§ **PROBLEM DESCRIPTION**
Lines where the string "UnprocessedUnassigned" appears are to be copied from the entries below.
'''
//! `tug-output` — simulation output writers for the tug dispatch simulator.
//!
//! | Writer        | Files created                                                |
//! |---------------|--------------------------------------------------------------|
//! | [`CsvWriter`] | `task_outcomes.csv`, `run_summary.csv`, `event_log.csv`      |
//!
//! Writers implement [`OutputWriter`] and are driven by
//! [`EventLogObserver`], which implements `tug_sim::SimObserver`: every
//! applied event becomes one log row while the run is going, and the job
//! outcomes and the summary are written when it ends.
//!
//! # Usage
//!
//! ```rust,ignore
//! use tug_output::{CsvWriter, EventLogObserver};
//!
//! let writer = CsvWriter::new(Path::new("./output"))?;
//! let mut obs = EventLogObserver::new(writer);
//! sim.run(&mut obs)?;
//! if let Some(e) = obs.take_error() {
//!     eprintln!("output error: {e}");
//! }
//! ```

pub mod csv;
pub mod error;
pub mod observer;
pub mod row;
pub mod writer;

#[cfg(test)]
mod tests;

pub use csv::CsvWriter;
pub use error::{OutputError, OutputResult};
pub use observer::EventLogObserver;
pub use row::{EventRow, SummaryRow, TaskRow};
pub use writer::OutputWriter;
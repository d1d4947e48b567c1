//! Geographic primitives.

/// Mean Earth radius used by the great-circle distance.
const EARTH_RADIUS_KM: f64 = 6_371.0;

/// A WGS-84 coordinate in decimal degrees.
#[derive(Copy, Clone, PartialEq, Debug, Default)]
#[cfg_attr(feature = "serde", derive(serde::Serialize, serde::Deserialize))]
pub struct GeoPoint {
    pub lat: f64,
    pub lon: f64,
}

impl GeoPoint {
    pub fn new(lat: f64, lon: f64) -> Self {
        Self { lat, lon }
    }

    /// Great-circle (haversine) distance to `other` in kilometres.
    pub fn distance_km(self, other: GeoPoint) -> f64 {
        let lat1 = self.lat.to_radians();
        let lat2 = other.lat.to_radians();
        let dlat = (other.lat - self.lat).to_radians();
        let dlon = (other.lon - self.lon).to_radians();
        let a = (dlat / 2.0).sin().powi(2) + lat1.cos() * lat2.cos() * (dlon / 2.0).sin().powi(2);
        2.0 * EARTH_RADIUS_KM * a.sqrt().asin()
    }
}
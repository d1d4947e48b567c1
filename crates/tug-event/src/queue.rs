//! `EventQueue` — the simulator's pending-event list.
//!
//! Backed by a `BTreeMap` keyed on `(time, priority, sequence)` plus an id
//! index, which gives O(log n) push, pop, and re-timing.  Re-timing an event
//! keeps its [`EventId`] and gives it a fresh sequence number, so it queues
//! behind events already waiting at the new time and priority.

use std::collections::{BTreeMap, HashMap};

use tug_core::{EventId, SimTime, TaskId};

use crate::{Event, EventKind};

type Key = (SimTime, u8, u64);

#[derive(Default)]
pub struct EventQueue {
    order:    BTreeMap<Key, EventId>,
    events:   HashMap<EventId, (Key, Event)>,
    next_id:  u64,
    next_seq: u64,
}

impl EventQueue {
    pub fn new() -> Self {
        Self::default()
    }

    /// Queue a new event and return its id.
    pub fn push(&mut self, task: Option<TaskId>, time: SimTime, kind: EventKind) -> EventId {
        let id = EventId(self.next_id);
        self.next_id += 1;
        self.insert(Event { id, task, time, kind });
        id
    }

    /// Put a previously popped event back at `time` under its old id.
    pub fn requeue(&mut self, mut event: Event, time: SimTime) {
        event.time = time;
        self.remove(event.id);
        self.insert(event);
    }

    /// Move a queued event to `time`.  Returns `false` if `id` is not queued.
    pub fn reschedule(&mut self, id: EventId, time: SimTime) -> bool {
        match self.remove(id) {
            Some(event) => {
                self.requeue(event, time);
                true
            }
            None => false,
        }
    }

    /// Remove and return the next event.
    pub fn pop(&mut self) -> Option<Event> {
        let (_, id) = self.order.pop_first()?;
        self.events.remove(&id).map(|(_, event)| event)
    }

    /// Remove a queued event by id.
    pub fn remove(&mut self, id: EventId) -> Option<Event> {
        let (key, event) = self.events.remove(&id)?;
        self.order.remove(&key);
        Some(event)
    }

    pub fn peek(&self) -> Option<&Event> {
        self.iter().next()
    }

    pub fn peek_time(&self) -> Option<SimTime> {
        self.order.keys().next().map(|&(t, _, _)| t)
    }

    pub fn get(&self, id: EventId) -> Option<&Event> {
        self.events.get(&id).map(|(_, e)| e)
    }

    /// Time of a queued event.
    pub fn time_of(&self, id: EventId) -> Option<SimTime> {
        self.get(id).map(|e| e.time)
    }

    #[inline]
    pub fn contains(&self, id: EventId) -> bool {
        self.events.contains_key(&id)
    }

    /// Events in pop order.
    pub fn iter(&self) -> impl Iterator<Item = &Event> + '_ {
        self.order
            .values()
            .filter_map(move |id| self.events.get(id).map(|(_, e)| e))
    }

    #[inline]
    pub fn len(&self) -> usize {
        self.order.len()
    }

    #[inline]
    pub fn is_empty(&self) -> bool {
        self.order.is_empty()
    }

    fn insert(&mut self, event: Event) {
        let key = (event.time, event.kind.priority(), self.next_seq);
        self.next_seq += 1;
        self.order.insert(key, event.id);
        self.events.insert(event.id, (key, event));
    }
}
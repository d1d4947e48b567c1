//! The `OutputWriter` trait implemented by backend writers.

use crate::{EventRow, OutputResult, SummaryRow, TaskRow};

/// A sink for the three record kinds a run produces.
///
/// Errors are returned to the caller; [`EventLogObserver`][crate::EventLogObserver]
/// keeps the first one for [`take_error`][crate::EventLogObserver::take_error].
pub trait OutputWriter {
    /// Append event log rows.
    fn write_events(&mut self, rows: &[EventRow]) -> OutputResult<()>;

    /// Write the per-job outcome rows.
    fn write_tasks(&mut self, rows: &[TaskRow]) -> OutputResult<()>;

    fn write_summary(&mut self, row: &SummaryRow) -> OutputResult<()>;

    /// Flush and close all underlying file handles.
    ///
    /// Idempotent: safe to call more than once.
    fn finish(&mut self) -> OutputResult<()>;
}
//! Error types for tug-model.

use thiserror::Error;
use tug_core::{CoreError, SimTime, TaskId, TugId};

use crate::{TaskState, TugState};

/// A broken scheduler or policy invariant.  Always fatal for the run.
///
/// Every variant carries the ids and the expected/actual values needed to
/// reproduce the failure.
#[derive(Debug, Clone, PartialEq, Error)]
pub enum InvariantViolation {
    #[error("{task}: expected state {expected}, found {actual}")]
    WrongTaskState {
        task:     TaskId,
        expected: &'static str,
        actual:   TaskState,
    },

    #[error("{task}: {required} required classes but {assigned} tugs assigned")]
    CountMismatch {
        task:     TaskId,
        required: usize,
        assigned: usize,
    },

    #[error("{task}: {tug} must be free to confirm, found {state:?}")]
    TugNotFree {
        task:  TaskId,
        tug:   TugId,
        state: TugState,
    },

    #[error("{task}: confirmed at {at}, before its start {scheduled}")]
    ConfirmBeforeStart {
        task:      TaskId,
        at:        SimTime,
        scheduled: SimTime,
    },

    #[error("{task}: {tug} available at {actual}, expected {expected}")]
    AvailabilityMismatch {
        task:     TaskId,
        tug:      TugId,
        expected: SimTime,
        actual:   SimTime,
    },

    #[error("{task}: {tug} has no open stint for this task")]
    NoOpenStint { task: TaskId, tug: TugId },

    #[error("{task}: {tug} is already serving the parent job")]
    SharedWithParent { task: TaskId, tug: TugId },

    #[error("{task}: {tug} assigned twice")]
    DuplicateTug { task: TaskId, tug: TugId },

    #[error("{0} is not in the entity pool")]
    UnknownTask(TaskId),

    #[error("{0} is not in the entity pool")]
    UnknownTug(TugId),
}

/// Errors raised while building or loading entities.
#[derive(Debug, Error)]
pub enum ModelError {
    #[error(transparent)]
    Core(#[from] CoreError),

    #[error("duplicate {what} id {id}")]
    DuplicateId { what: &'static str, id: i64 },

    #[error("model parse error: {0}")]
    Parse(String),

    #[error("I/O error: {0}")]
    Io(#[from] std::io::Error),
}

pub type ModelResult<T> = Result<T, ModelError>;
'''
'''
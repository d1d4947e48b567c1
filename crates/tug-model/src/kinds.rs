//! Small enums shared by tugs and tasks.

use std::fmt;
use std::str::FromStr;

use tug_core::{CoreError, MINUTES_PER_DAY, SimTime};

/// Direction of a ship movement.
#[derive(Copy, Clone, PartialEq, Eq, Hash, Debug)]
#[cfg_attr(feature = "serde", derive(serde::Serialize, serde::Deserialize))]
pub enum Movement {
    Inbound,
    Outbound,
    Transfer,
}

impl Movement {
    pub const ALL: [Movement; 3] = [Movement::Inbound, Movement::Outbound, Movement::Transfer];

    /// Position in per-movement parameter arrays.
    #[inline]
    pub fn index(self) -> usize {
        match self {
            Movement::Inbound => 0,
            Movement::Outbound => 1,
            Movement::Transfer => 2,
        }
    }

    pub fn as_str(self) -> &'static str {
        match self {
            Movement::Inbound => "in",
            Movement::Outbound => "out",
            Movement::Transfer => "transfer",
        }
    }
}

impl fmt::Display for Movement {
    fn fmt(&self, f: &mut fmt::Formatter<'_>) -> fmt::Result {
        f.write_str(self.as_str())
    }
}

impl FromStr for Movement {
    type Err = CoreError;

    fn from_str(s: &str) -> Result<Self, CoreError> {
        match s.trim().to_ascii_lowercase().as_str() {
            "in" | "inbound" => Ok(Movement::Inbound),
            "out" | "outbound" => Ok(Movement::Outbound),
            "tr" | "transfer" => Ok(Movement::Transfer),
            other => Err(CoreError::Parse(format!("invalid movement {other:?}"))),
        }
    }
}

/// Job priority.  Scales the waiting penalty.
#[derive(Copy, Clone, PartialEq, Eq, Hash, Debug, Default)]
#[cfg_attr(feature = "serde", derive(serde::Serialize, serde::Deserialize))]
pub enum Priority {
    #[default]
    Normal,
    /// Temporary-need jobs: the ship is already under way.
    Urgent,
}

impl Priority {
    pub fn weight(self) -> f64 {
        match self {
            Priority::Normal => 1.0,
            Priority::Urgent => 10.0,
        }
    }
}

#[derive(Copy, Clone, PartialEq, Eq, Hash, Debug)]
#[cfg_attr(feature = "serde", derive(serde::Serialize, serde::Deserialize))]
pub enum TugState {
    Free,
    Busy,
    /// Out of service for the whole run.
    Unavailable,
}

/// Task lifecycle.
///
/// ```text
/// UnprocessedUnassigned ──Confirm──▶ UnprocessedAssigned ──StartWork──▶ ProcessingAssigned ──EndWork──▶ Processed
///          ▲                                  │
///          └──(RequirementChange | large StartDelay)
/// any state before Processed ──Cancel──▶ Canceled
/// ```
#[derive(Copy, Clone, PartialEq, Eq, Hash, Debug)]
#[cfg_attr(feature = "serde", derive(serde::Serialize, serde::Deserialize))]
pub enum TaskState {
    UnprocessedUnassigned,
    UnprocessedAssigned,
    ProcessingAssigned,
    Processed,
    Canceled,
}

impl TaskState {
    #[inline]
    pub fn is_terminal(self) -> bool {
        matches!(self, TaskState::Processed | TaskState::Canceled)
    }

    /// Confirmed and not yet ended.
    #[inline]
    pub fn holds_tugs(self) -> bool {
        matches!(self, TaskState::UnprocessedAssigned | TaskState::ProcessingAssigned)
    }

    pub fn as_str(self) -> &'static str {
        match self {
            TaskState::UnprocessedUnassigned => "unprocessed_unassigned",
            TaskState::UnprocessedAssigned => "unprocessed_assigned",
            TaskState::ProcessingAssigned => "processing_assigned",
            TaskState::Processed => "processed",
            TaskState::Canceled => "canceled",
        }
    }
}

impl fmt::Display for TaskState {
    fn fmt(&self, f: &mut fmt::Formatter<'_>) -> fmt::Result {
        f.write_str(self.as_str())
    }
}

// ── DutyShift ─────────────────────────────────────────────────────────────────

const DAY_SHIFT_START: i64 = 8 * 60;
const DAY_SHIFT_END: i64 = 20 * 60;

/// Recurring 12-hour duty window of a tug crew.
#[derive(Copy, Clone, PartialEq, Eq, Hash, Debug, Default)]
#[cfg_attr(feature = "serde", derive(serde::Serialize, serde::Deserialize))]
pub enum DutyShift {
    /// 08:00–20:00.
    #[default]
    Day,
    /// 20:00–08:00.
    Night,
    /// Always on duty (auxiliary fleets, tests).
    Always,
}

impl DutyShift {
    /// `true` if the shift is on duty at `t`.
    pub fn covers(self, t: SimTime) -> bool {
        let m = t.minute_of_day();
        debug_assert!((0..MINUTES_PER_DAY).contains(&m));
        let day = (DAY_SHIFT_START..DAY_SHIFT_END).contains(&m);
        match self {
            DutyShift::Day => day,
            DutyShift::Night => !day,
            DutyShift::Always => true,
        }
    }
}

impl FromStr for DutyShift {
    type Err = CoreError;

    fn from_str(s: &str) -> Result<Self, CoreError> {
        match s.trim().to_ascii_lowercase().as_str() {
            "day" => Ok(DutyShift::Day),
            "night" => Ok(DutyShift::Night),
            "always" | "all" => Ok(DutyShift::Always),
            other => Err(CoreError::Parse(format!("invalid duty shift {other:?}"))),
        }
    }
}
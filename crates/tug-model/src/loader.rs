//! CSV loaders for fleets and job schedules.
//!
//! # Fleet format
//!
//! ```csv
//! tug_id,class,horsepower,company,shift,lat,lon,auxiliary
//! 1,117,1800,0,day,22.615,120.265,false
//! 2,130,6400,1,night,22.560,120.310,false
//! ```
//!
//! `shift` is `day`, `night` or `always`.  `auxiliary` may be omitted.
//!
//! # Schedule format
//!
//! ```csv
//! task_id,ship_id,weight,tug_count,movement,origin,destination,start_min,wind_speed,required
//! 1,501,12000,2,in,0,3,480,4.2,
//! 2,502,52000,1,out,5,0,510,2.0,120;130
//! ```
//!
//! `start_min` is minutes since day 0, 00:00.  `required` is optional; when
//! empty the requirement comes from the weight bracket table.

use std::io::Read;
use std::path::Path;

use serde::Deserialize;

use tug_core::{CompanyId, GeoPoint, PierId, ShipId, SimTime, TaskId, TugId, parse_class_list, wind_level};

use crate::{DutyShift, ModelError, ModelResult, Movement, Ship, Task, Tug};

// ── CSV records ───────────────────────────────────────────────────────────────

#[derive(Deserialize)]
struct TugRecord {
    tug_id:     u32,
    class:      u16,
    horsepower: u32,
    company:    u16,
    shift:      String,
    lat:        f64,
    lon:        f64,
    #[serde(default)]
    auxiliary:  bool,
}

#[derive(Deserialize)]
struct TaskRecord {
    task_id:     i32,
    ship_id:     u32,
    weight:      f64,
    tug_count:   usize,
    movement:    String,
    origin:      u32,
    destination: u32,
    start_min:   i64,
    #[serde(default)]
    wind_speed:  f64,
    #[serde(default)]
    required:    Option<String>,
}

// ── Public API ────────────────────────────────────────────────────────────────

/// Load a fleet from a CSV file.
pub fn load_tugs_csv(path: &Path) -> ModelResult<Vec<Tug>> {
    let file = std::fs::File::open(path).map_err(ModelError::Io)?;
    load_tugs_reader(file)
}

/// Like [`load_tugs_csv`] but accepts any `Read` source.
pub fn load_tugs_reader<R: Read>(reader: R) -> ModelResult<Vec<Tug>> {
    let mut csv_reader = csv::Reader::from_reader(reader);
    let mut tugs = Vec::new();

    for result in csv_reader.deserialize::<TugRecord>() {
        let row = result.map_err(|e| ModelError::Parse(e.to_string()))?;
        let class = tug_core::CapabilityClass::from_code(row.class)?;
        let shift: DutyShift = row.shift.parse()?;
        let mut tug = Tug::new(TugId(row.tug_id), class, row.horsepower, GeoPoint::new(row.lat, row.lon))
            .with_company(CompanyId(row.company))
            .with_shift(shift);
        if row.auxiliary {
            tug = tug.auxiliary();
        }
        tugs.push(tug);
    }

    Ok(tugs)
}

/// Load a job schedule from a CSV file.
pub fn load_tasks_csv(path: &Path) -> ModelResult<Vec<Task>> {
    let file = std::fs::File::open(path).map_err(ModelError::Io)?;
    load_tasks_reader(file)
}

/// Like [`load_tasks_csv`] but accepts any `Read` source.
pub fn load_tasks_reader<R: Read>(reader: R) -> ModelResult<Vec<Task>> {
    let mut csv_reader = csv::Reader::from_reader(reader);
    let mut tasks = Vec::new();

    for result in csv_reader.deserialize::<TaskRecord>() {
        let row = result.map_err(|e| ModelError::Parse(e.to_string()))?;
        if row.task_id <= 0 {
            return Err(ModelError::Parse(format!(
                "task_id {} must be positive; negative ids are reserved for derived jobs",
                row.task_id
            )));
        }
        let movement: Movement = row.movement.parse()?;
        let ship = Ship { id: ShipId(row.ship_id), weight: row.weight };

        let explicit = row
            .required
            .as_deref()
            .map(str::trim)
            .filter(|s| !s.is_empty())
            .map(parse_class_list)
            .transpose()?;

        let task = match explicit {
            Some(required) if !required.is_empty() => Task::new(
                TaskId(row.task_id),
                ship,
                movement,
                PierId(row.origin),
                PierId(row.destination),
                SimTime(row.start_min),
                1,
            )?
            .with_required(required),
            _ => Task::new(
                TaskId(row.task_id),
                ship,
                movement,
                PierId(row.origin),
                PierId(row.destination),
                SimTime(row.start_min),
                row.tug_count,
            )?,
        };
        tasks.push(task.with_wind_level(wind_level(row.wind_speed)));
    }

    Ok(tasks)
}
'''
§ **SOLUTION TO THE PROBLEM**
/// UnprocessedUnassigned ──Confirm──▶ UnprocessedAssigned ──StartWork──▶ ProcessingAssigned ──EndWork──▶ Processed
    UnprocessedUnassigned,
            TaskState::UnprocessedUnassigned => "unprocessed_unassigned",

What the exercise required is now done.